• _Your task_
Exact reproduction required: the lines below from the line with "let ax = sample.x.abs();" to the line with "use super::*;", both ends included, and no others.

——————

//! Calibration subsystem: stability gating, the calibration protocol and
//! its durable storage backends.

pub mod stability;
pub mod storage;
pub mod store;

pub use stability::StabilityAnalyzer;
pub use storage::{CalibrationStorage, FileStorage, MemoryStorage};
pub use store::{CalibrationInfo, CalibrationOutcome, CalibrationStore};
//! DvaraSense - Sensor-fusion state detection for door and window openings
//!
//! Consumes tri-axial accelerometer telemetry from battery-powered
//! door/window sensors and publishes closed/opened decisions with bounded
//! confidence, alongside a calibration protocol for per-installation
//! closed reference positions.
//!
//! # Architecture
//!
//! The crate is organized into 5 logical layers:
//!
//! ```text
//! ┌─────────────────────────────────────────────────────┐
//! │                      bin/                           │  ← Executables
//! └─────────────────────────────────────────────────────┘
//!                          │
//! ┌─────────────────────────────────────────────────────┐
//! │                    engine/                          │  ← Orchestration
//! │             (detector, runtime state)               │
//! └─────────────────────────────────────────────────────┘
//!                          │
//! ┌─────────────────────────────────────────────────────┐
//! │         calibration/            metrics/            │  ← Protocols
//! │   (stability, store, storage)   (accuracy)          │
//! └─────────────────────────────────────────────────────┘
//!                          │
//! ┌─────────────────────────────────────────────────────┐
//! │                   detection/                        │  ← Per-sample pipeline
//! │        (features, classifier, hysteresis)           │
//! └─────────────────────────────────────────────────────┘
//!                          │
//! ┌─────────────────────────────────────────────────────┐
//! │                     core/                           │  ← Foundation
//! │                 (types, window)                     │
//! └─────────────────────────────────────────────────────┘
//! ```
//!
//! Configuration (`config`) and the error taxonomy (`error`) cut across
//! all layers.
//!
//! # Pipeline
//!
//! Every accepted sample runs four stages inside
//! [`DetectionEngine::ingest`]:
//!
//! 1. Feature extraction: acceleration magnitude, tilt angle from
//!    vertical, signal clarity
//! 2. Classification: provisional closed/opened decision with a
//!    confidence capped at 95%, plus a coarse door/window guess
//! 3. Hysteresis: angle-based debounce so borderline readings cannot
//!    flap the published state
//! 4. Metrics: rolling confidence and flip-rate bookkeeping per sensor
//!
//! # Calibration
//!
//! Calibration captures a sensor's closed reference position, gated on
//! positional stability: a verified motionless interval from the sensor's
//! motion events is fully trusted, low per-axis variance over the recent
//! sample window is trusted proportionally, and anything else is refused.
//! Stored references live behind the [`CalibrationStorage`] trait with
//! in-memory and YAML-file backends.

// ============================================================================
// Layer 1: Core foundation (no internal deps)
// ============================================================================
pub mod core;

// ============================================================================
// Layer 2: Detection pipeline (depends on core)
// ============================================================================
pub mod detection;

// ============================================================================
// Layer 3: Calibration and metrics (depends on core, detection)
// ============================================================================
pub mod calibration;
pub mod metrics;

// ============================================================================
// Layer 4: Engine facade (depends on all layers)
// ============================================================================
pub mod engine;

// ============================================================================
// Cross-cutting: configuration and errors
// ============================================================================
pub mod config;
pub mod error;

// ============================================================================
// Convenience re-exports (flat namespace for common use)
// ============================================================================

// Core types
pub use core::types::{
    CalibrationRecord, ComparisonOutcome, DetectionResult, HistoryEntry, MotionEvent,
    MotionEventKind, MotionTimeline, OpeningKind, OpeningState, PositionSample, ReferencePosition,
    SensorCalibration, StabilityReport,
};
pub use core::window::SampleWindow;

// Detection pipeline
pub use detection::{
    HysteresisStabilizer, RawClassification, SampleFeatures, StabilizedReading, StateClassifier,
    MAX_CONFIDENCE,
};

// Calibration
pub use calibration::{
    CalibrationInfo, CalibrationOutcome, CalibrationStorage, CalibrationStore, FileStorage,
    MemoryStorage, StabilityAnalyzer,
};

// Metrics
pub use metrics::{AccuracyMetrics, AccuracyTracker, StateObservation};

// Engine
pub use engine::{DetectionEngine, RuntimeStats};

// Configuration and errors
pub use config::{
    CalibrationConfig, DetectionConfig, EngineConfig, HysteresisConfig, MetricsConfig,
    StabilityConfig,
};
pub use error::{Error, Result};
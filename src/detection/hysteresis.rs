//! Hysteresis state debounce.
//!
//! Small angle jitter around a threshold would make the raw classifier
//! flicker between states. The stabilizer suppresses any state flip that is
//! not backed by an angle movement past the hysteresis band, and only in the
//! direction that agrees with the flip.

use crate::config::HysteresisConfig;
use crate::core::types::OpeningState;

/// The last accepted reading for a sensor.
///
/// Angle and state are always written together; this pair is the entire
/// memory of the debounce state machine.
#[derive(Debug, Clone, Copy, PartialEq)]
pub struct StabilizedReading {
    /// Tilt angle of the accepted reading, in degrees.
    pub angle_degrees: f32,
    /// Published state of the accepted reading.
    pub state: OpeningState,
}

/// Per-sensor state debouncer.
#[derive(Debug, Clone)]
pub struct HysteresisStabilizer {
    config: HysteresisConfig,
}

impl HysteresisStabilizer {
    /// Create a stabilizer with the given hysteresis band.
    pub fn new(config: HysteresisConfig) -> Self {
        Self { config }
    }

    /// Debounce one raw classification against the previous accepted
    /// reading.
    ///
    /// The first observation for a sensor (no previous reading) seeds the
    /// state machine and passes the raw state through unchanged. The
    /// returned reading becomes the new previous reading; callers must
    /// store it before processing the next sample.
    pub fn stabilize(
        &self,
        previous: Option<&StabilizedReading>,
        angle_degrees: f32,
        raw_state: OpeningState,
    ) -> StabilizedReading {
        let prev = match previous {
            Some(prev) => prev,
            None => {
                return StabilizedReading {
                    angle_degrees,
                    state: raw_state,
                }
            }
        };

        let threshold = self.config.threshold_degrees;
        let delta = (angle_degrees - prev.angle_degrees).abs();

        let state = if delta < threshold {
            // Movement inside the band: ignore the raw output entirely.
            prev.state
        } else {
            match (prev.state, raw_state) {
                (OpeningState::Closed, OpeningState::Opened) => {
                    if angle_degrees > prev.angle_degrees + threshold {
                        OpeningState::Opened
                    } else {
                        prev.state
                    }
                }
                (OpeningState::Opened, OpeningState::Closed) => {
                    if angle_degrees < prev.angle_degrees - threshold {
                        OpeningState::Closed
                    } else {
                        prev.state
                    }
                }
                _ => raw_state,
            }
        };

        StabilizedReading {
            angle_degrees,
            state,
        }
    }
}

impl Default for HysteresisStabilizer {
    fn default() -> Self {
        Self::new(HysteresisConfig::default())
    }
}
//! Position stability assessment type.

use serde::{Deserialize, Serialize};

/// Assessment of how trustworthy a sensor's recent position readings are.
///
/// Produced by variance analysis over the recent sample window (live mode)
/// or by the motion-event gate (calibration mode).
#[derive(Debug, Clone, PartialEq, Serialize, Deserialize)]
pub struct StabilityReport {
    /// Whether the position is considered trustworthy.
    pub stable: bool,
    /// Variance of the x component across the analyzed samples.
    pub variance_x: f32,
    /// Variance of the y component across the analyzed samples.
    pub variance_y: f32,
    /// Variance of the z component across the analyzed samples.
    pub variance_z: f32,
    /// Overall stability score in [0, 1]; 1.0 means motionless.
    pub overall_stability: f32,
    /// Number of samples the assessment is based on.
    pub sample_count: usize,
    /// Time span covered by the analyzed samples, in seconds.
    pub observation_period_s: f32,
    /// Present when the assessment could not be completed normally.
    pub reason: Option<String>,
}

impl StabilityReport {
    /// Report for a sensor without enough samples to analyze.
    pub fn insufficient(sample_count: usize) -> Self {
        Self {
            stable: false,
            variance_x: 0.0,
            variance_y: 0.0,
            variance_z: 0.0,
            overall_stability: 0.0,
            sample_count,
            observation_period_s: 0.0,
            reason: Some("insufficient data".to_string()),
        }
    }

    /// Largest per-axis variance in the report.
    #[inline]
    pub fn max_variance(&self) -> f32 {
        self.variance_x.max(self.variance_y).max(self.variance_z)
    }
}
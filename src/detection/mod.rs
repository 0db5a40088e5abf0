//! Detection pipeline: feature extraction, classification, stabilization.
//!
//! A raw sample flows through `features::extract` into
//! `StateClassifier::classify`, and the provisional result is debounced by
//! the `HysteresisStabilizer` before publication.

pub mod classifier;
pub mod features;
pub mod hysteresis;

pub use classifier::{RawClassification, StateClassifier, MAX_CONFIDENCE};
pub use features::{extract, SampleFeatures};
pub use hysteresis::{HysteresisStabilizer, StabilizedReading};
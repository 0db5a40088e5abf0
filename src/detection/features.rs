//! Feature extraction from raw acceleration samples.
//!
//! Converts a tri-axial sample into the quantities the classifier works
//! with: vector magnitude, tilt angle from the vertical reference axis, and
//! a signal-clarity score that discounts ambiguous low-amplitude readings.

use crate::core::types::PositionSample;

/// Floor applied to the acceleration magnitude to avoid division by zero.
const MAGNITUDE_FLOOR: f32 = 0.001;

/// Clarity for small-but-present motion near the vertical rest position.
const NEAR_REST_CLARITY: f32 = 0.85;
/// Clarity when no axis carries a meaningful signal.
const QUIET_CLARITY: f32 = 0.8;
/// Peak amplitude above which the signal is treated as fully clear.
const STRONG_SIGNAL_PEAK: f32 = 0.5;
/// Peak amplitude below which the signal is treated as quiet.
const QUIET_SIGNAL_PEAK: f32 = 0.1;

/// Features extracted from a single sample.
#[derive(Debug, Clone, Copy, PartialEq)]
pub struct SampleFeatures {
    /// Acceleration vector magnitude in device units, floored at 0.001.
    pub magnitude: f32,
    /// Tilt angle from the vertical reference axis, in degrees.
    pub angle_degrees: f32,
    /// Signal-clarity multiplier in [0.8, 1.0].
    pub clarity: f32,
    /// Magnitude of the horizontal (x, y) component.
    pub horizontal: f32,
}

/// Extract classification features from a raw sample.
///
/// The tilt angle is measured between the acceleration vector and the axis
/// that is vertical when the opening is closed, so a closed opening at rest
/// reads near 0 degrees.
pub fn extract(sample: &PositionSample) -> SampleFeatures {
    let magnitude = (sample.x * sample.x + sample.y * sample.y + sample.z * sample.z)
        .sqrt()
        .max(MAGNITUDE_FLOOR);

    // Rounding can push |z|/magnitude a hair above 1, outside acos's domain.
    let vertical_ratio = (sample.z.abs() / magnitude).min(1.0);
    let angle_degrees = vertical_ratio.acos().to_degrees();

    let horizontal = (sample.x * sample.x + sample.y * sample.y).sqrt();

    SampleFeatures {
        magnitude,
        angle_degrees,
        clarity: signal_clarity(sample),
        horizontal,
    }
}

/// Heuristic clarity score for a sample.
///
/// Tuned against reference measurements; the thresholds are policy, not
/// physics.
fn signal_clarity(sample: &PositionSample) -> f32 {
    let ax = sample.x.abs();
    let ay = sample.y.abs();
    let az = sample.z.abs();
    let peak = sample.peak_component();

    if ax < QUIET_SIGNAL_PEAK && ay < QUIET_SIGNAL_PEAK && az > 0.95 {
        // Small-but-present motion near vertical: weak signal, not certainty.
        NEAR_REST_CLARITY
    } else if peak > STRONG_SIGNAL_PEAK {
        1.0
    } else if peak < QUIET_SIGNAL_PEAK {
        QUIET_CLARITY
    } else {
        // Linear ramp between the quiet and strong bands.
        0.9 + (peak - QUIET_SIGNAL_PEAK) * 0.25
    }
}

#[cfg(test)]
mod tests {
    use super::*;
    use approx::assert_relative_eq;

    #[test]
    fn test_near_vertical_sample() {
        let sample = PositionSample::new(0.05, 0.03, 0.98, 0);
        let features = extract(&sample);
        assert_relative_eq!(features.magnitude, 0.9817, epsilon = 1e-3);
        assert_relative_eq!(features.angle_degrees, 3.405, epsilon = 0.05);
        assert_eq!(features.clarity, NEAR_REST_CLARITY);
    }

    #[test]
    fn test_tilted_sample() {
        let sample = PositionSample::new(0.8, 0.1, 0.3, 0);
        let features = extract(&sample);
        assert_relative_eq!(features.magnitude, 0.8602, epsilon = 1e-3);
        assert_relative_eq!(features.angle_degrees, 69.59, epsilon = 0.05);
        assert_eq!(features.clarity, 1.0);
    }

    #[test]
    fn test_quiet_sample_clarity() {
        let sample = PositionSample::new(0.02, 0.01, 0.05, 0);
        let features = extract(&sample);
        assert_eq!(features.clarity, QUIET_CLARITY);
    }

    #[test]
    fn test_intermediate_clarity_ramp() {
        // Peak 0.3 sits on the ramp: 0.9 + (0.3 - 0.1) * 0.25 = 0.95
        let sample = PositionSample::new(0.3, 0.0, 0.2, 0);
        let features = extract(&sample);
        assert_relative_eq!(features.clarity, 0.95, epsilon = 1e-6);
    }

    #[test]
    fn test_zero_vector_floors_magnitude() {
        let sample = PositionSample::new(0.0, 0.0, 0.0, 0);
        let features = extract(&sample);
        assert_eq!(features.magnitude, MAGNITUDE_FLOOR);
        assert_relative_eq!(features.angle_degrees, 90.0, epsilon = 1e-3);
    }

    #[test]
    fn test_angle_never_nan_on_pure_vertical() {
        // sqrt(z*z) can round below |z|; the ratio clamp keeps acos in domain
        let sample = PositionSample::new(0.0, 0.0, 0.3, 0);
        let features = extract(&sample);
        assert!(features.angle_degrees.is_finite());
        assert_relative_eq!(features.angle_degrees, 0.0, epsilon = 0.01);
    }
}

——————

• _Response to the task_
    let ax = sample.x.abs();
    let ay = sample.y.abs();
    let az = sample.z.abs();
    let peak = sample.peak_component();

    if ax < QUIET_SIGNAL_PEAK && ay < QUIET_SIGNAL_PEAK && az > 0.95 {
        // Small-but-present motion near vertical: weak signal, not certainty.
        NEAR_REST_CLARITY
    } else if peak > STRONG_SIGNAL_PEAK {
        1.0
    } else if peak < QUIET_SIGNAL_PEAK {
        QUIET_CLARITY
    } else {
        // Linear ramp between the quiet and strong bands.
        0.9 + (peak - QUIET_SIGNAL_PEAK) * 0.25
    }
}

#[cfg(test)]
mod tests {
    use super::*;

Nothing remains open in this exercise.